__Directions for this task__: The expected answer is every line from the material below that has the word "processed".

══ Records provided ══

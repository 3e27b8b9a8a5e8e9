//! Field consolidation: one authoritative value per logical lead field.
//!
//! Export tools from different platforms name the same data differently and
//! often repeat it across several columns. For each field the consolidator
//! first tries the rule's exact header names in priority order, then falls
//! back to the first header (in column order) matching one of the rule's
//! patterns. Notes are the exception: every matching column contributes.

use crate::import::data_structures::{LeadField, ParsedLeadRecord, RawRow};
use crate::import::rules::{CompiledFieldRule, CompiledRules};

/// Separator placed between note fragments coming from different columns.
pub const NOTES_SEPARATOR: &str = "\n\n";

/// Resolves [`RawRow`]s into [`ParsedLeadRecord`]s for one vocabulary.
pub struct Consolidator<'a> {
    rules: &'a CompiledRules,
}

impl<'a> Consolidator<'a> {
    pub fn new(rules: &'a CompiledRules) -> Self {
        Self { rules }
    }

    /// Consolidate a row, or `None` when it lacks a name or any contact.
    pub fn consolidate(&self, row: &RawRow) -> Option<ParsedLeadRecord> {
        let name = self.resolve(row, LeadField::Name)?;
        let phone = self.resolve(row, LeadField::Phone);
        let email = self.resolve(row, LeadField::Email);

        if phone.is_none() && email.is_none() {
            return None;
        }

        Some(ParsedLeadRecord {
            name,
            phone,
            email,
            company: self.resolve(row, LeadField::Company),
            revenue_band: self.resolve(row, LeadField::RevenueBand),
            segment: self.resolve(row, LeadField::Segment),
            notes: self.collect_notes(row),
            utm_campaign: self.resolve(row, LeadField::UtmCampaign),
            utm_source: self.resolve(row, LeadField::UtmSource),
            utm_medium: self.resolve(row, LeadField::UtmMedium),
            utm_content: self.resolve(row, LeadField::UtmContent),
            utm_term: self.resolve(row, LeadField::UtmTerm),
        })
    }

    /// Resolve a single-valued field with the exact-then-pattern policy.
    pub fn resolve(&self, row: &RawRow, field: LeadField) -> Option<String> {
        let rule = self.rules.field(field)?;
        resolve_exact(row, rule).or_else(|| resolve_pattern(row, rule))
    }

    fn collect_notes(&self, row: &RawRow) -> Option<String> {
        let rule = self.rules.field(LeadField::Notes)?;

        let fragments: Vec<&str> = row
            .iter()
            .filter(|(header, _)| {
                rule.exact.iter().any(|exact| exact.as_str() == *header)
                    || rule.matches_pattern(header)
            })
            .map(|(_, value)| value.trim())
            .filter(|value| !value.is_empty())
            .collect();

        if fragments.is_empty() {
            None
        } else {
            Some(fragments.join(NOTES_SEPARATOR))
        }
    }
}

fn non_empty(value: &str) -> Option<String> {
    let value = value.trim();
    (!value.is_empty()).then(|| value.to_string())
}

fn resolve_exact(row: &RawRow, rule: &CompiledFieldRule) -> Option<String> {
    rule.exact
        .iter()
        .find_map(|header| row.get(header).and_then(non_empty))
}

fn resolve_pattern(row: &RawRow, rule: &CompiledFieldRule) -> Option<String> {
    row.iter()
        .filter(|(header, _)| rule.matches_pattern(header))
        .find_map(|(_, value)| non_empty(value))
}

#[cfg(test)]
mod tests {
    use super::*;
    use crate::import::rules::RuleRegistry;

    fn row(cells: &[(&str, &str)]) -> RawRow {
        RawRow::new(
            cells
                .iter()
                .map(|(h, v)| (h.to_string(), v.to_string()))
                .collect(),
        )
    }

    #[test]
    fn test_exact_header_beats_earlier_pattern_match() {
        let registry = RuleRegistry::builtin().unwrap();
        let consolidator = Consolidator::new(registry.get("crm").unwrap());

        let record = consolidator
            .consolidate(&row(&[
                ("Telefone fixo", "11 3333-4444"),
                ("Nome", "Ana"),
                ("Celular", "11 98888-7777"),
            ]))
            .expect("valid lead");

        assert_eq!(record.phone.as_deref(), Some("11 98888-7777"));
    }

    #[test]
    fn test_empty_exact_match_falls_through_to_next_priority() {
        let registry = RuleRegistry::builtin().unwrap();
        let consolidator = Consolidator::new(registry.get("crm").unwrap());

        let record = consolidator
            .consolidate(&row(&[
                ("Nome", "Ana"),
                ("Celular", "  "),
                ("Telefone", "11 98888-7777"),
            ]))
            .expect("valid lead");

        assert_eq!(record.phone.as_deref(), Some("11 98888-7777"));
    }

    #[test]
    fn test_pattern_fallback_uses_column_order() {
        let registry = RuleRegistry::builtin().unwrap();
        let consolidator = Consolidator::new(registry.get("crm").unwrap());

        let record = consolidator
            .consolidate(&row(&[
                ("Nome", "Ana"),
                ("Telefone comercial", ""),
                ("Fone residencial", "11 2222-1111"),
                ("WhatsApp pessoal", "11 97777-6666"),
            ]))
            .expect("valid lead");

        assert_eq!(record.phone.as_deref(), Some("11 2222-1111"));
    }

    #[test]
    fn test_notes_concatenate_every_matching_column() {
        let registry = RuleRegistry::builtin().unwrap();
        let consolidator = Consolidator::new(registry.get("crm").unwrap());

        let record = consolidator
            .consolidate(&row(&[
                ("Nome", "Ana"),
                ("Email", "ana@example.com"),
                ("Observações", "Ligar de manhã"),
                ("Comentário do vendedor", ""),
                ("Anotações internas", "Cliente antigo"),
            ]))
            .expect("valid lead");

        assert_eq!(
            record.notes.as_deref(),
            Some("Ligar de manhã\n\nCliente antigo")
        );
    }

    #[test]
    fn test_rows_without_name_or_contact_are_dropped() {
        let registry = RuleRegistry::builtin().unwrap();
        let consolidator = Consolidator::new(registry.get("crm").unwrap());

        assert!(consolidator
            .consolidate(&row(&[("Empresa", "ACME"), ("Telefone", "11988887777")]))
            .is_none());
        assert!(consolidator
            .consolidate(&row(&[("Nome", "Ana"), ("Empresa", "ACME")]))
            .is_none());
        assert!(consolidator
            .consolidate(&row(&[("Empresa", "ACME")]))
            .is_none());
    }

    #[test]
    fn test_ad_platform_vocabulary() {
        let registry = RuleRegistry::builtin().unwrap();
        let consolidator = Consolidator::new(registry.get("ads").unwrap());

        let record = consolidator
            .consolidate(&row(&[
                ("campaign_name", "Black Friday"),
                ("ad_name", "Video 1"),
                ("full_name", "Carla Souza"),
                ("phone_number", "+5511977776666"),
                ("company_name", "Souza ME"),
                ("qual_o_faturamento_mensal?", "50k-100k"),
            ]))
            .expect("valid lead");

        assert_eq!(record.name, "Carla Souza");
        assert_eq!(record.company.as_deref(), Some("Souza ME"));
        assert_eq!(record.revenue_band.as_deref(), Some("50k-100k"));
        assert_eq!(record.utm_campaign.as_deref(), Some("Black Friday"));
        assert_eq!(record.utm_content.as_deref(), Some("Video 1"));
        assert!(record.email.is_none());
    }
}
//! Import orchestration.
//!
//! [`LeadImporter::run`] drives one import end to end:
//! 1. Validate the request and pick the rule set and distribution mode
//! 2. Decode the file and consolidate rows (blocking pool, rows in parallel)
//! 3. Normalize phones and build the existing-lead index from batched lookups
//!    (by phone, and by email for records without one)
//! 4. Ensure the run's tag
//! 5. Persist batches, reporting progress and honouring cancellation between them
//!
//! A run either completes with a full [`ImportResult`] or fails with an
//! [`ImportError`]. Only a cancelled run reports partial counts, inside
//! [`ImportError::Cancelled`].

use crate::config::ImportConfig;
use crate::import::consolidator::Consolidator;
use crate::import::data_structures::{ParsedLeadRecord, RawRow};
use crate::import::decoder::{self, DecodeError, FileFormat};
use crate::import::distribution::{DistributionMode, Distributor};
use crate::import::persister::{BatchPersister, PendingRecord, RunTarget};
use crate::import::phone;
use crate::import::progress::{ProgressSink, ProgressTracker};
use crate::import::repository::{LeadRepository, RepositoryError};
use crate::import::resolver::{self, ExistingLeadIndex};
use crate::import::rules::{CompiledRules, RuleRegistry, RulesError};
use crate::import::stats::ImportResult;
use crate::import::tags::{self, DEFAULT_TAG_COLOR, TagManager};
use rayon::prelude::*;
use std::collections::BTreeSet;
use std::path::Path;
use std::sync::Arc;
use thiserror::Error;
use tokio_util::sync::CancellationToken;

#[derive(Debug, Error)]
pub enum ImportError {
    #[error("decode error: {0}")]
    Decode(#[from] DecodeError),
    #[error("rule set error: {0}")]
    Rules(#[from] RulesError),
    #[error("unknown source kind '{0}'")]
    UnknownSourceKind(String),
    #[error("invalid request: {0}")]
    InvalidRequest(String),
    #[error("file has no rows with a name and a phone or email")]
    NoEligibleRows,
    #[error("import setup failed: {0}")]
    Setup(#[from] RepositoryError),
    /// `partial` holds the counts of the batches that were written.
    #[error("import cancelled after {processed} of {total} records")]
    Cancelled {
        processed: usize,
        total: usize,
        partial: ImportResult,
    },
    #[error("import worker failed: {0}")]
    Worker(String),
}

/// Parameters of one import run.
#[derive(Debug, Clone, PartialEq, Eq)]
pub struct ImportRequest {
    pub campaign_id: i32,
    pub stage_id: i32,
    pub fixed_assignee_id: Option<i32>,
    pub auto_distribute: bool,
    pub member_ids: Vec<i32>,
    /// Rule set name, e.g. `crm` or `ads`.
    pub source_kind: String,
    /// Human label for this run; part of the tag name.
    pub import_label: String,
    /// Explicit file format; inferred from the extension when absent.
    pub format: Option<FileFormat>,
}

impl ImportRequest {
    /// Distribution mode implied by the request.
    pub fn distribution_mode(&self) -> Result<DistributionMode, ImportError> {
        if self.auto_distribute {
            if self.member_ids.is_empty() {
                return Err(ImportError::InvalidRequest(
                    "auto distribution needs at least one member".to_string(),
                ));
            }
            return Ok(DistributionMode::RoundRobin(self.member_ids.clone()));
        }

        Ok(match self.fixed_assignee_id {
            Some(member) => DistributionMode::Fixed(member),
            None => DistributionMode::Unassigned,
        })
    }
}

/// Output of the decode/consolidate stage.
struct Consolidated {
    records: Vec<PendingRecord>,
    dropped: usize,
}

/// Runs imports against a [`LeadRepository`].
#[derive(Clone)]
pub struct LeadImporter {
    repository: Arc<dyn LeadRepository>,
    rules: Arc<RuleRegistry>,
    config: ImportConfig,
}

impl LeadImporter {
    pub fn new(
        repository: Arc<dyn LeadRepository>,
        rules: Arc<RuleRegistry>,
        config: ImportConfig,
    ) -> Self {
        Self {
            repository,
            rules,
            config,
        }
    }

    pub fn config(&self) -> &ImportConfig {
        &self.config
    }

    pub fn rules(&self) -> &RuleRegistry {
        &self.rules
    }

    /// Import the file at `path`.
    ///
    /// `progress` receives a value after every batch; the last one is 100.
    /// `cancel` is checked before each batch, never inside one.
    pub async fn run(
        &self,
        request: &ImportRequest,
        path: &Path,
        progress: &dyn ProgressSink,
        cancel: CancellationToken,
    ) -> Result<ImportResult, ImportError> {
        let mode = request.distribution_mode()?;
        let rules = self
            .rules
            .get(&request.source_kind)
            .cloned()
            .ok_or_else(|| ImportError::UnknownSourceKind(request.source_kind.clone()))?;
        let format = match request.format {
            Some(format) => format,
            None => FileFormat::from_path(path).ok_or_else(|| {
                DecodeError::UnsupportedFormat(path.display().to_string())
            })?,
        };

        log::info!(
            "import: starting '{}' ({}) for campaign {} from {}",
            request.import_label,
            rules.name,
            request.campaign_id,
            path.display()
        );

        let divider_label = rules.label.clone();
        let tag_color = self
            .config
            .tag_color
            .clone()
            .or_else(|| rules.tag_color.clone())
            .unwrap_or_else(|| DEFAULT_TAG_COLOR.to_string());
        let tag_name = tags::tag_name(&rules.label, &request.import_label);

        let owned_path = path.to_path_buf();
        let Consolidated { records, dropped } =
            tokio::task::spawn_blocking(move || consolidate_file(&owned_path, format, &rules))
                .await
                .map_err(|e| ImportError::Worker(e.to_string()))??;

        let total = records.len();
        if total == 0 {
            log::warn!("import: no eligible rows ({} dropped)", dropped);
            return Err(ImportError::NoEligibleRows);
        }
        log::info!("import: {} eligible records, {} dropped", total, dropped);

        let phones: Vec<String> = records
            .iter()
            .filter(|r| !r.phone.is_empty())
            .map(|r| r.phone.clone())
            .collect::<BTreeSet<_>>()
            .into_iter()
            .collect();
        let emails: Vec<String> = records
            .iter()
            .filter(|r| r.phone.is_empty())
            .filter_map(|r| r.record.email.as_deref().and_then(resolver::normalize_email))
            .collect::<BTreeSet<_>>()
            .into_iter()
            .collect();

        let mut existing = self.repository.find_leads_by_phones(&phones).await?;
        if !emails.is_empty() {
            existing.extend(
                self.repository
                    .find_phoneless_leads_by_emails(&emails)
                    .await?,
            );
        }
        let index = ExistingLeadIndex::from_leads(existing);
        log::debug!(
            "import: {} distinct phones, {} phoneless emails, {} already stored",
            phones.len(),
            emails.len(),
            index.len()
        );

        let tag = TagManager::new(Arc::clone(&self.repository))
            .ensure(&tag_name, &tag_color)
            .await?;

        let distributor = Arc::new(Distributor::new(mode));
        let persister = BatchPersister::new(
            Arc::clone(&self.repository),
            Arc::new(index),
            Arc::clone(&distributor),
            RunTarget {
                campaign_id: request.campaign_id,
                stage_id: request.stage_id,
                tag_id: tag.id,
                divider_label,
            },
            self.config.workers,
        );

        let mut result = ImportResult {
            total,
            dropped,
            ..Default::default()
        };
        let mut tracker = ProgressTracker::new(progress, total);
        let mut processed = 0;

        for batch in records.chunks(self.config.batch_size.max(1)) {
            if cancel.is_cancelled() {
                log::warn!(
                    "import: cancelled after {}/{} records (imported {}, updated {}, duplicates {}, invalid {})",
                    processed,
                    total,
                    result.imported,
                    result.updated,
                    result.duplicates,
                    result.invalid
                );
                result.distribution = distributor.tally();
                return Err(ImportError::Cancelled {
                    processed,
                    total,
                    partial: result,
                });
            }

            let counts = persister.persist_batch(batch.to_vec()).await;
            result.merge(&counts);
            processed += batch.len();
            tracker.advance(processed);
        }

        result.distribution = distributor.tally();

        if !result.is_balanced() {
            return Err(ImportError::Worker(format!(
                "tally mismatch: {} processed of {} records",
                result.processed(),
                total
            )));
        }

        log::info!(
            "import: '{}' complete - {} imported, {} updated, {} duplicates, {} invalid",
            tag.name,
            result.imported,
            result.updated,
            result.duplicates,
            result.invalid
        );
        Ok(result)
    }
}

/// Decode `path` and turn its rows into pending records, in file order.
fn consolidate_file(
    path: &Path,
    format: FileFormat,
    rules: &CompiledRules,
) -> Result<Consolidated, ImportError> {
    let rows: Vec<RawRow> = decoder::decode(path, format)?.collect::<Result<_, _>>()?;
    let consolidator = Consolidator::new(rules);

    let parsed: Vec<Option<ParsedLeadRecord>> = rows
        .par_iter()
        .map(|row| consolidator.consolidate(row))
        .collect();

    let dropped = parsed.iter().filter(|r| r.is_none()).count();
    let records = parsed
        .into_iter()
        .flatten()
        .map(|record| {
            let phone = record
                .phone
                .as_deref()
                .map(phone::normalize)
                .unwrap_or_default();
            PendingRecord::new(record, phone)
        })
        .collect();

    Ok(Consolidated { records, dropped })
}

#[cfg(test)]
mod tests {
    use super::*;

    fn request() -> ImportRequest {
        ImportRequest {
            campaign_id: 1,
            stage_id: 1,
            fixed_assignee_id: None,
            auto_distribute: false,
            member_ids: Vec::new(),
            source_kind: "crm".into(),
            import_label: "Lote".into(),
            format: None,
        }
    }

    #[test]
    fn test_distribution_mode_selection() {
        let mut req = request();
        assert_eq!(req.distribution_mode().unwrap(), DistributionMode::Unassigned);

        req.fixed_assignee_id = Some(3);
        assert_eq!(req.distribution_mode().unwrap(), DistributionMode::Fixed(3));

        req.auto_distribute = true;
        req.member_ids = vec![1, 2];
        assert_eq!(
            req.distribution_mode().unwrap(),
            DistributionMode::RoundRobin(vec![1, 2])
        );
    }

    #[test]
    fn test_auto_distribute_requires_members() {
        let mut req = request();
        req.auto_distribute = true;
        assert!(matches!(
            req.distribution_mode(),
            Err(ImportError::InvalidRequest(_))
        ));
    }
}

═══

__Your response__:
    #[error("import cancelled after {processed} of {total} records")]
        processed: usize,
        let mut processed = 0;
                    processed,
                    processed,
            processed += batch.len();
            tracker.advance(processed);
                "tally mismatch: {} processed of {} records",
                result.processed(),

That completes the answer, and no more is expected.